- [RECORDS SHOWN]
════
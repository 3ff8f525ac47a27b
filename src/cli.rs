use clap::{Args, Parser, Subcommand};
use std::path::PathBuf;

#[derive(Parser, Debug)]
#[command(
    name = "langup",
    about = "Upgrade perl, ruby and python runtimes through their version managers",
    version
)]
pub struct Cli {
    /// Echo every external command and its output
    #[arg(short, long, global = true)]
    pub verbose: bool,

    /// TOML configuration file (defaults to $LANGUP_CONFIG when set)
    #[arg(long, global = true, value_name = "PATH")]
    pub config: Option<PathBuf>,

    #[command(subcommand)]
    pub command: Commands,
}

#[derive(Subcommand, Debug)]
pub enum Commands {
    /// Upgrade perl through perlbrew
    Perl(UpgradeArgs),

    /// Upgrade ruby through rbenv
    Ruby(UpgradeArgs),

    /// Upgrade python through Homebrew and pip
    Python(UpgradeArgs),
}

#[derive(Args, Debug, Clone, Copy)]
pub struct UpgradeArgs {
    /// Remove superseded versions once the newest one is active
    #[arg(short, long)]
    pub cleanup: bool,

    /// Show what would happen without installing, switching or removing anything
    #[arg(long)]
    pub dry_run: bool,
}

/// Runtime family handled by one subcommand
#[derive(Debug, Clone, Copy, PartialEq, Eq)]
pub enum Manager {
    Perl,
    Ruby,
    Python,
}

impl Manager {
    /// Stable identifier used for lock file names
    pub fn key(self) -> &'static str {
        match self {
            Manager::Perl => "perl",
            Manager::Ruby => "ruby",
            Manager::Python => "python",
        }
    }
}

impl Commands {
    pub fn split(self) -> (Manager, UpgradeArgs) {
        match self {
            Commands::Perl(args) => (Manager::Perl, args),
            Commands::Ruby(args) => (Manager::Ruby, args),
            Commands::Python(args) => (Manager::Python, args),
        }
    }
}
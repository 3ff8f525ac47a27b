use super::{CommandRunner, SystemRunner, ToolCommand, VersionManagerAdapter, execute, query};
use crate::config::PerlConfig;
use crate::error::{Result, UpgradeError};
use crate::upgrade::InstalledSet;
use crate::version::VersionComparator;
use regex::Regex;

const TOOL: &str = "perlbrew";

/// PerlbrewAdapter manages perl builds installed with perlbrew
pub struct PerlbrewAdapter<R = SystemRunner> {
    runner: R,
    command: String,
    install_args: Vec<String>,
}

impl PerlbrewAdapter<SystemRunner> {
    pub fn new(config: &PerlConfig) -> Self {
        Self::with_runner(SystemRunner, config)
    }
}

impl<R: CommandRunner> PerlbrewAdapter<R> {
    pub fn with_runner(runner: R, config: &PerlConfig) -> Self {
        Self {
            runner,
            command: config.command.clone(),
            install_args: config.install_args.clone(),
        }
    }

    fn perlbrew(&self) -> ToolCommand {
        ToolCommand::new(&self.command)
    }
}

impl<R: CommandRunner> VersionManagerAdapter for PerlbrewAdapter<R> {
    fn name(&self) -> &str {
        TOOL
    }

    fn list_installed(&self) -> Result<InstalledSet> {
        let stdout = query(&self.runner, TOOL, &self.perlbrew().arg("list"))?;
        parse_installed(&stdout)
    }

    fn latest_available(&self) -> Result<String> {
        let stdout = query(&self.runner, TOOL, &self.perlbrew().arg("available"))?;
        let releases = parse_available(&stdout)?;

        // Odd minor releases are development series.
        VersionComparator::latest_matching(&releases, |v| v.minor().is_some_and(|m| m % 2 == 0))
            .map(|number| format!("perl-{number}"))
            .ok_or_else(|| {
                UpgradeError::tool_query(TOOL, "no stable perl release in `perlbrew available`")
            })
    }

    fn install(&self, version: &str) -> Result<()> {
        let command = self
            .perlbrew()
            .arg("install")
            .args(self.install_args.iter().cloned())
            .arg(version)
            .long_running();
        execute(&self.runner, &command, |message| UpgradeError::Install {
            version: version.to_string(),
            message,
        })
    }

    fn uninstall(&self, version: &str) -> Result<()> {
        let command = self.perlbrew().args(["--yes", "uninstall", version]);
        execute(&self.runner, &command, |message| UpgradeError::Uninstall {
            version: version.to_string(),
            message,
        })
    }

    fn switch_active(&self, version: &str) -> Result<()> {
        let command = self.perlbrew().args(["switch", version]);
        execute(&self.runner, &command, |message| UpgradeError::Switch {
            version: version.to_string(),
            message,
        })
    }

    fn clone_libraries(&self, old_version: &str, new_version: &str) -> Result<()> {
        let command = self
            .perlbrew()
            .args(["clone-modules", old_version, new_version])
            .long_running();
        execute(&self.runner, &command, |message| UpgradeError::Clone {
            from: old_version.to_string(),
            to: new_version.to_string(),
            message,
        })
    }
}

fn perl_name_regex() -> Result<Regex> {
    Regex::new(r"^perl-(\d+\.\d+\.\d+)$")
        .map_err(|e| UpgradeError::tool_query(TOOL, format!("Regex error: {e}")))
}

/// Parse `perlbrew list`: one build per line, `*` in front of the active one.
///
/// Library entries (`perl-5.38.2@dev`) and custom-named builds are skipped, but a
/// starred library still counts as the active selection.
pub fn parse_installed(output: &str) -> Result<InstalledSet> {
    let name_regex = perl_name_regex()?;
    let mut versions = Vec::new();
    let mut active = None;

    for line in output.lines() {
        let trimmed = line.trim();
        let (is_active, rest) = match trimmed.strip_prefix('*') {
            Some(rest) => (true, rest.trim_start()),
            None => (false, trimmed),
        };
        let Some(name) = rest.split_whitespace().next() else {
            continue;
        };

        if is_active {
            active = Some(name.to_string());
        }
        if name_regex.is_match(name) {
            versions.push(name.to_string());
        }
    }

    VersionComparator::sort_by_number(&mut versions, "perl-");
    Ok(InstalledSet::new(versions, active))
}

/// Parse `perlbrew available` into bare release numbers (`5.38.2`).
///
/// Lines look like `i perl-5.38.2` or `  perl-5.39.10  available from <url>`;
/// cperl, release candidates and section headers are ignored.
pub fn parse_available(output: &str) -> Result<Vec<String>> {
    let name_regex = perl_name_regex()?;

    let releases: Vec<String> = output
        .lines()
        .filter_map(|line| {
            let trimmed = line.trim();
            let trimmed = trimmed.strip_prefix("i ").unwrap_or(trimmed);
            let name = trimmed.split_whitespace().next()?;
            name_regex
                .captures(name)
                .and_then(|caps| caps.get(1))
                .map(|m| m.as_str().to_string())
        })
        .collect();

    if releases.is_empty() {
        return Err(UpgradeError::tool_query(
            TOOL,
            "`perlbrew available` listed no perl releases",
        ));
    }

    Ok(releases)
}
════
- [TRY IT] Here the goal is to repeat each entry exactly.

- [SOLUTION TO THIS EXERCISE]
repository 3ff8f525ac47a27b
filename src/cli.rs
use clap::{Args, Parser, Subcommand};
use std::path::PathBuf;

#[derive(Parser, Debug)]
#[command(
    name = "langup",
    about = "Upgrade perl, ruby and python runtimes through their version managers",
    version
)]
pub struct Cli {
    /// Echo every external command and its output
    #[arg(short, long, global = true)]
    pub verbose: bool,

    /// TOML configuration file (defaults to $LANGUP_CONFIG when set)
    #[arg(long, global = true, value_name = "PATH")]
    pub config: Option<PathBuf>,

    #[command(subcommand)]
    pub command: Commands,
}

#[derive(Subcommand, Debug)]
pub enum Commands {
    /// Upgrade perl through perlbrew
    Perl(UpgradeArgs),

    /// Upgrade ruby through rbenv
    Ruby(UpgradeArgs),

    /// Upgrade python through Homebrew and pip
    Python(UpgradeArgs),
}

#[derive(Args, Debug, Clone, Copy)]
pub struct UpgradeArgs {
    /// Remove superseded versions once the newest one is active
    #[arg(short, long)]
    pub cleanup: bool,

    /// Show what would happen without installing, switching or removing anything
    #[arg(long)]
    pub dry_run: bool,
}

/// Runtime family handled by one subcommand
#[derive(Debug, Clone, Copy, PartialEq, Eq)]
pub enum Manager {
    Perl,
    Ruby,
    Python,
}

impl Manager {
    /// Stable identifier used for lock file names
    pub fn key(self) -> &'static str {
        match self {
            Manager::Perl => "perl",
            Manager::Ruby => "ruby",
            Manager::Python => "python",
        }
    }
}

impl Commands {
    pub fn split(self) -> (Manager, UpgradeArgs) {
        match self {
            Commands::Perl(args) => (Manager::Perl, args),
            Commands::Ruby(args) => (Manager::Ruby, args),
            Commands::Python(args) => (Manager::Python, args),
        }
    }
}
repository 3ff8f525ac47a27b
use super::{CommandRunner, SystemRunner, ToolCommand, VersionManagerAdapter, execute, query};
use crate::config::PerlConfig;
use crate::error::{Result, UpgradeError};
use crate::upgrade::InstalledSet;
use crate::version::VersionComparator;
use regex::Regex;

const TOOL: &str = "perlbrew";

/// PerlbrewAdapter manages perl builds installed with perlbrew
pub struct PerlbrewAdapter<R = SystemRunner> {
    runner: R,
    command: String,
    install_args: Vec<String>,
}

impl PerlbrewAdapter<SystemRunner> {
    pub fn new(config: &PerlConfig) -> Self {
        Self::with_runner(SystemRunner, config)
    }
}

impl<R: CommandRunner> PerlbrewAdapter<R> {
    pub fn with_runner(runner: R, config: &PerlConfig) -> Self {
        Self {
            runner,
            command: config.command.clone(),
            install_args: config.install_args.clone(),
        }
    }

    fn perlbrew(&self) -> ToolCommand {
        ToolCommand::new(&self.command)
    }
}

impl<R: CommandRunner> VersionManagerAdapter for PerlbrewAdapter<R> {
    fn name(&self) -> &str {
        TOOL
    }

    fn list_installed(&self) -> Result<InstalledSet> {
        let stdout = query(&self.runner, TOOL, &self.perlbrew().arg("list"))?;
        parse_installed(&stdout)
    }

    fn latest_available(&self) -> Result<String> {
        let stdout = query(&self.runner, TOOL, &self.perlbrew().arg("available"))?;
        let releases = parse_available(&stdout)?;

        // Odd minor releases are development series.
        VersionComparator::latest_matching(&releases, |v| v.minor().is_some_and(|m| m % 2 == 0))
            .map(|number| format!("perl-{number}"))
            .ok_or_else(|| {
                UpgradeError::tool_query(TOOL, "no stable perl release in `perlbrew available`")
            })
    }

    fn install(&self, version: &str) -> Result<()> {
        let command = self
            .perlbrew()
            .arg("install")
            .args(self.install_args.iter().cloned())
            .arg(version)
            .long_running();
        execute(&self.runner, &command, |message| UpgradeError::Install {
            version: version.to_string(),
            message,
        })
    }

    fn uninstall(&self, version: &str) -> Result<()> {
        let command = self.perlbrew().args(["--yes", "uninstall", version]);
        execute(&self.runner, &command, |message| UpgradeError::Uninstall {
            version: version.to_string(),
            message,
        })
    }

    fn switch_active(&self, version: &str) -> Result<()> {
        let command = self.perlbrew().args(["switch", version]);
        execute(&self.runner, &command, |message| UpgradeError::Switch {
            version: version.to_string(),
            message,
        })
    }

    fn clone_libraries(&self, old_version: &str, new_version: &str) -> Result<()> {
        let command = self
            .perlbrew()
            .args(["clone-modules", old_version, new_version])
            .long_running();
        execute(&self.runner, &command, |message| UpgradeError::Clone {
            from: old_version.to_string(),
            to: new_version.to_string(),
            message,
        })
    }
}

fn perl_name_regex() -> Result<Regex> {
    Regex::new(r"^perl-(\d+\.\d+\.\d+)$")
        .map_err(|e| UpgradeError::tool_query(TOOL, format!("Regex error: {e}")))
}

/// Parse `perlbrew list`: one build per line, `*` in front of the active one.
///
/// Library entries (`perl-5.38.2@dev`) and custom-named builds are skipped, but a
/// starred library still counts as the active selection.
pub fn parse_installed(output: &str) -> Result<InstalledSet> {
    let name_regex = perl_name_regex()?;
    let mut versions = Vec::new();
    let mut active = None;

    for line in output.lines() {
        let trimmed = line.trim();
        let (is_active, rest) = match trimmed.strip_prefix('*') {
            Some(rest) => (true, rest.trim_start()),
            None => (false, trimmed),
        };
        let Some(name) = rest.split_whitespace().next() else {
            continue;
        };

        if is_active {
            active = Some(name.to_string());
        }
        if name_regex.is_match(name) {
            versions.push(name.to_string());
        }
    }

    VersionComparator::sort_by_number(&mut versions, "perl-");
    Ok(InstalledSet::new(versions, active))
}

/// Parse `perlbrew available` into bare release numbers (`5.38.2`).
///
/// Lines look like `i perl-5.38.2` or `  perl-5.39.10  available from <url>`;
/// cperl, release candidates and section headers are ignored.
pub fn parse_available(output: &str) -> Result<Vec<String>> {
    let name_regex = perl_name_regex()?;

    let releases: Vec<String> = output
        .lines()
        .filter_map(|line| {
            let trimmed = line.trim();
            let trimmed = trimmed.strip_prefix("i ").unwrap_or(trimmed);
            let name = trimmed.split_whitespace().next()?;
            name_regex
                .captures(name)
                .and_then(|caps| caps.get(1))
                .map(|m| m.as_str().to_string())
        })
        .collect();

    if releases.is_empty() {
        return Err(UpgradeError::tool_query(
            TOOL,
            "`perlbrew available` listed no perl releases",
        ));
    }

    Ok(releases)
}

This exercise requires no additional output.